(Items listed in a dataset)
----------

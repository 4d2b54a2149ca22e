use pretty_assertions::assert_eq;
use resultmap::{
    dynamic::{DynamicFetchBuilderLegacy, DynamicResultBuilderEntityStandard, FetchContainer},
    engine::{CreationState, FetchParent, JoinType, TableGroupId},
    results::Fetch,
    JdbcValuesMapping, ResultSetMapping,
};
use resultmap_core::{
    schema::db,
    stmt::{LockMode, NavigablePath, Value},
};
use tests::*;

fn alias_of(mapping: &JdbcValuesMapping, table_group: TableGroupId) -> Option<&str> {
    mapping
        .table_groups
        .iter()
        .find(|group| group.id == table_group)
        .and_then(|group| group.alias.as_deref())
}

#[test]
fn customer_join_creates_one_join() {
    let schema = order_schema();
    let metadata = metadata(&[
        ("ORDER_ID", db::Type::BigInt),
        ("TOTAL", db::Type::Numeric),
        ("CUST_ID", db::Type::BigInt),
        ("NAME", db::Type::VarChar),
        ("STREET", db::Type::VarChar),
        ("CITY", db::Type::VarChar),
    ]);

    let mut mapping = ResultSetMapping::new();
    mapping.add_root(&schema, "o", "Order").unwrap();
    let join = mapping.add_join(&schema, "c", "o", "customer").unwrap();
    assert_eq!(join.role(), "Order.customer");

    let resolved = mapping.resolve(&schema, &metadata).unwrap();

    assert_eq!(resolved.joins.len(), 1);
    let customer = fetchable(&schema, "Order", "customer");
    let join = &resolved.joins[0];
    assert_eq!(join.fetchable, customer.id);
    assert_eq!(join.join_type, JoinType::Inner);
    assert_eq!(alias_of(&resolved, join.parent), Some("o"));
    assert_eq!(alias_of(&resolved, join.group), Some("c"));

    let fetch = resolved.results[0]
        .expect_entity()
        .fetch(customer.id)
        .and_then(Fetch::as_entity)
        .unwrap();
    assert_eq!(fetch.path.to_string(), "Order(o).customer");
    assert_eq!(fetch.identifier.positions(), [2]);
    assert_eq!(fetch.fetches.len(), 2);

    let row = [
        Value::I64(1),
        Value::from("12.50"),
        Value::I64(5),
        Value::from("Ada"),
        Value::from("Main St"),
        Value::from("Springfield"),
    ];
    assert_eq!(
        resolved.assemble(&row).unwrap(),
        [Value::Record(vec![
            Value::I64(1),
            Value::from("12.50"),
            Value::Record(vec![
                Value::I64(5),
                Value::from("Ada"),
                Value::Record(vec![Value::from("Main St"), Value::from("Springfield")]),
            ]),
            Value::I64(1),
            Value::I64(1),
            Value::I64(1),
        ])]
    );
}

#[test]
fn join_key_aliases_pair_with_the_owner_foreign_key() {
    let schema = order_schema();
    let metadata = metadata(&[
        ("ORDER_ID", db::Type::BigInt),
        ("TOTAL", db::Type::Numeric),
        ("O_CUST", db::Type::BigInt),
        ("CUST_ID", db::Type::BigInt),
        ("NAME", db::Type::VarChar),
        ("STREET", db::Type::VarChar),
        ("CITY", db::Type::VarChar),
    ]);

    let mut mapping = ResultSetMapping::new();
    mapping.add_root(&schema, "o", "Order").unwrap();
    mapping
        .add_join(&schema, "c", "o", "customer")
        .unwrap()
        .add_column_alias("O_CUST")
        .set_lock_mode(LockMode::PessimisticRead);

    let resolved = mapping.resolve(&schema, &metadata).unwrap();

    assert_selections!(
        resolved,
        ["ORDER_ID", "TOTAL", "O_CUST", "CUST_ID", "NAME", "STREET", "CITY"]
    );
    assert_eq!(resolved.lock_modes.get("c"), Some(&LockMode::PessimisticRead));
    assert_eq!(resolved.row_size(), 7);
}

#[test]
fn unknown_owner_alias_is_rejected() {
    let schema = order_schema();

    let mut mapping = ResultSetMapping::new();
    mapping.add_root(&schema, "o", "Order").unwrap();

    let err = assert_err!(mapping.add_join(&schema, "c", "x", "customer"));
    assert!(err.is_illegal_state());
    assert_eq!(
        err.to_string(),
        "illegal state: Owner alias [x] is unknown for alias [c]"
    );
}

#[test]
fn unknown_owner_alias_is_rejected_on_resolve() {
    let schema = order_schema();
    let metadata = order_columns();
    let customer = fetchable(&schema, "Order", "customer");

    let mut mapping = ResultSetMapping::new();
    mapping.add_root(&schema, "o", "Order").unwrap();
    mapping.add_legacy_fetch_builder(DynamicFetchBuilderLegacy::new(
        "c",
        "x",
        customer,
        "Order.customer",
    ));

    let err = assert_err!(mapping.resolve(&schema, &metadata));
    assert!(err.is_illegal_state());
}

#[test]
fn join_before_its_owner_is_resolved_fails() {
    let schema = order_schema();
    let metadata = order_columns();
    let customer = fetchable(&schema, "Order", "customer");

    let join = DynamicFetchBuilderLegacy::new("c", "o", customer, "Order.customer");
    let mut state = CreationState::new(&schema, &metadata);

    let parent = FetchParent {
        path: NavigablePath::with_alias("Order", "o"),
        table_group: TableGroupId::new(0),
    };
    let path = parent.path.append("customer");

    let err = assert_err!(join.build_fetch(&parent, customer, path, &mut state));
    assert!(err.is_unknown_table_group());
}

#[test]
fn joined_collection_uses_its_key_and_element_builders() {
    let schema = order_schema();
    let metadata = metadata(&[
        ("ORDER_ID", db::Type::BigInt),
        ("TOTAL", db::Type::Numeric),
        ("CUST_ID", db::Type::BigInt),
        ("LINE_ID", db::Type::BigInt),
        ("L_NO", db::Type::Integer),
        ("L_QTY", db::Type::Integer),
    ]);

    let mut mapping = ResultSetMapping::new();
    mapping.add_root(&schema, "o", "Order").unwrap();
    let join = mapping.add_join(&schema, "l", "o", "lines").unwrap();
    join.add_property(&schema, "key").unwrap().add_column_alias("L_NO");
    join.add_property(&schema, "element.quantity")
        .unwrap()
        .add_column_alias("L_QTY");

    let resolved = mapping.resolve(&schema, &metadata).unwrap();
    assert_eq!(resolved.joins.len(), 1);

    let lines = resolved.results[0]
        .expect_entity()
        .fetch(fetchable(&schema, "Order", "lines").id)
        .and_then(Fetch::as_plural)
        .unwrap();

    assert_eq!(lines.key_positions, [0]);
    assert_eq!(lines.collection_key_positions, [0]);
    assert!(lines.table_group.is_some());

    let index = lines.index.as_deref().unwrap();
    assert_eq!(index.positions(), [4]);
    assert_eq!(index.path().to_string(), "Order(o).lines.key");

    let element = lines
        .element
        .as_deref()
        .and_then(Fetch::as_entity)
        .unwrap();
    assert_eq!(element.identifier.positions(), [3]);

    let quantity = element
        .fetch(fetchable(&schema, "OrderLine", "quantity").id)
        .unwrap();
    assert_eq!(quantity.positions(), [5]);
}

#[test]
fn one_to_many_entity_builder_aliases_the_collection_key() {
    let schema = order_schema();
    let line = schema.entity_named("OrderLine").unwrap().id;
    let metadata = metadata(&[
        ("ORDER_ID", db::Type::BigInt),
        ("TOTAL", db::Type::Numeric),
        ("CUST_ID", db::Type::BigInt),
        ("LINE_ID", db::Type::BigInt),
        ("L_ORDER", db::Type::BigInt),
        ("LINE_NO", db::Type::Integer),
        ("QTY", db::Type::Integer),
    ]);

    let mut element =
        DynamicResultBuilderEntityStandard::with_path(NavigablePath::new("OrderLine"), line, "OrderLine", "l");
    element.add_id_column_aliases(["L_ORDER"]);

    let mut mapping = ResultSetMapping::new();
    mapping.add_root(&schema, "o", "Order").unwrap();
    mapping
        .add_join(&schema, "l", "o", "lines")
        .unwrap()
        .set_result_builder_entity(element);

    let resolved = mapping.resolve(&schema, &metadata).unwrap();
    assert_eq!(resolved.joins.len(), 1);

    let lines = resolved.results[0]
        .expect_entity()
        .fetch(fetchable(&schema, "Order", "lines").id)
        .and_then(Fetch::as_plural)
        .unwrap();

    assert_eq!(lines.key_positions, [0]);
    assert_eq!(lines.collection_key_positions, [4]);
    assert_eq!(lines.index.as_deref().unwrap().positions(), [5]);

    let element = lines
        .element
        .as_deref()
        .and_then(Fetch::as_entity)
        .unwrap();
    assert_eq!(element.identifier.positions(), [3]);

    let quantity = element
        .fetch(fetchable(&schema, "OrderLine", "quantity").id)
        .unwrap();
    assert_eq!(quantity.positions(), [6]);

    // The back reference shares the aliased key column
    let order = element
        .fetch(fetchable(&schema, "OrderLine", "order").id)
        .and_then(Fetch::as_delayed)
        .unwrap();
    assert_eq!(order.key_positions, [4]);
}

#[test]
fn collection_key_property_requires_an_index() {
    let schema = order_schema();

    let mut mapping = ResultSetMapping::new();
    mapping.add_root(&schema, "o", "Order").unwrap();
    let join = mapping.add_join(&schema, "t", "o", "tags").unwrap();

    let err = assert_err!(join.add_property(&schema, "key"));
    assert!(err.is_unknown_attribute());

    assert_ok!(join.add_property(&schema, "label"));
}

fn tag_columns(order_key: &str, tag_id: &str) -> resultmap::engine::ResultSetMetadata {
    metadata(&[
        ("ORDER_ID", db::Type::BigInt),
        ("TOTAL", db::Type::Numeric),
        ("CUST_ID", db::Type::BigInt),
        (order_key, db::Type::BigInt),
        (tag_id, db::Type::BigInt),
        ("LABEL", db::Type::VarChar),
    ])
}

#[test]
fn many_to_many_join_reads_columns_by_name() {
    let schema = order_schema();
    let metadata = tag_columns("OT_ORDER", "TAG_ID");

    let mut mapping = ResultSetMapping::new();
    mapping.add_root(&schema, "o", "Order").unwrap();
    mapping.add_join(&schema, "t", "o", "tags").unwrap();

    let resolved = mapping.resolve(&schema, &metadata).unwrap();

    let group = resolved
        .table_groups
        .iter()
        .find(|group| group.id == resolved.joins[0].group)
        .unwrap();
    assert_eq!(group.tables.len(), 2);

    let tags = resolved.results[0]
        .expect_entity()
        .fetch(fetchable(&schema, "Order", "tags").id)
        .and_then(Fetch::as_plural)
        .unwrap();
    let element = tags.element.as_deref().and_then(Fetch::as_entity).unwrap();
    assert_eq!(element.identifier.positions(), [4]);
}

#[test]
fn many_to_many_element_pairs_key_and_identifier_aliases() {
    let schema = order_schema();
    let tag = schema.entity_named("Tag").unwrap().id;
    let metadata = tag_columns("OT_ORDER", "T_ID");

    let mut element =
        DynamicResultBuilderEntityStandard::with_path(NavigablePath::new("Tag"), tag, "Tag", "t");
    element.add_id_column_aliases(["OT_ORDER"]);
    element
        .add_property_with_columns(schema.identifier_fetchable(tag), &["T_ID"])
        .unwrap();

    let mut mapping = ResultSetMapping::new();
    mapping.add_root(&schema, "o", "Order").unwrap();
    mapping
        .add_join(&schema, "t", "o", "tags")
        .unwrap()
        .set_result_builder_entity(element);

    let resolved = mapping.resolve(&schema, &metadata).unwrap();

    let tags = resolved.results[0]
        .expect_entity()
        .fetch(fetchable(&schema, "Order", "tags").id)
        .and_then(Fetch::as_plural)
        .unwrap();
    assert_eq!(tags.key_positions, [0]);
    assert_eq!(tags.collection_key_positions, [3]);

    let element = tags.element.as_deref().and_then(Fetch::as_entity).unwrap();
    assert_eq!(element.identifier.positions(), [4]);
    assert_selections!(resolved, ["ORDER_ID", "TOTAL", "CUST_ID", "OT_ORDER", "T_ID", "LABEL"]);
}

#[test]
fn many_to_many_element_without_identifier_builder_fails() {
    let schema = order_schema();
    let tag = schema.entity_named("Tag").unwrap().id;
    let metadata = tag_columns("OT_ORDER", "TAG_ID");

    let mut element =
        DynamicResultBuilderEntityStandard::with_path(NavigablePath::new("Tag"), tag, "Tag", "t");
    element.add_id_column_aliases(["OT_ORDER"]);

    let mut mapping = ResultSetMapping::new();
    mapping.add_root(&schema, "o", "Order").unwrap();
    mapping
        .add_join(&schema, "t", "o", "tags")
        .unwrap()
        .set_result_builder_entity(element);

    let err = assert_err!(mapping.resolve(&schema, &metadata));
    assert!(err.is_invariant_violation());
}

----------

# INSTRUCTIONS FOR THE TASK
When the word "engine" occurs in a line above, list that line.

# REPLY TO THE EXERCISE
    engine::{CreationState, FetchParent, JoinType, TableGroupId},
fn tag_columns(order_key: &str, tag_id: &str) -> resultmap::engine::ResultSetMetadata {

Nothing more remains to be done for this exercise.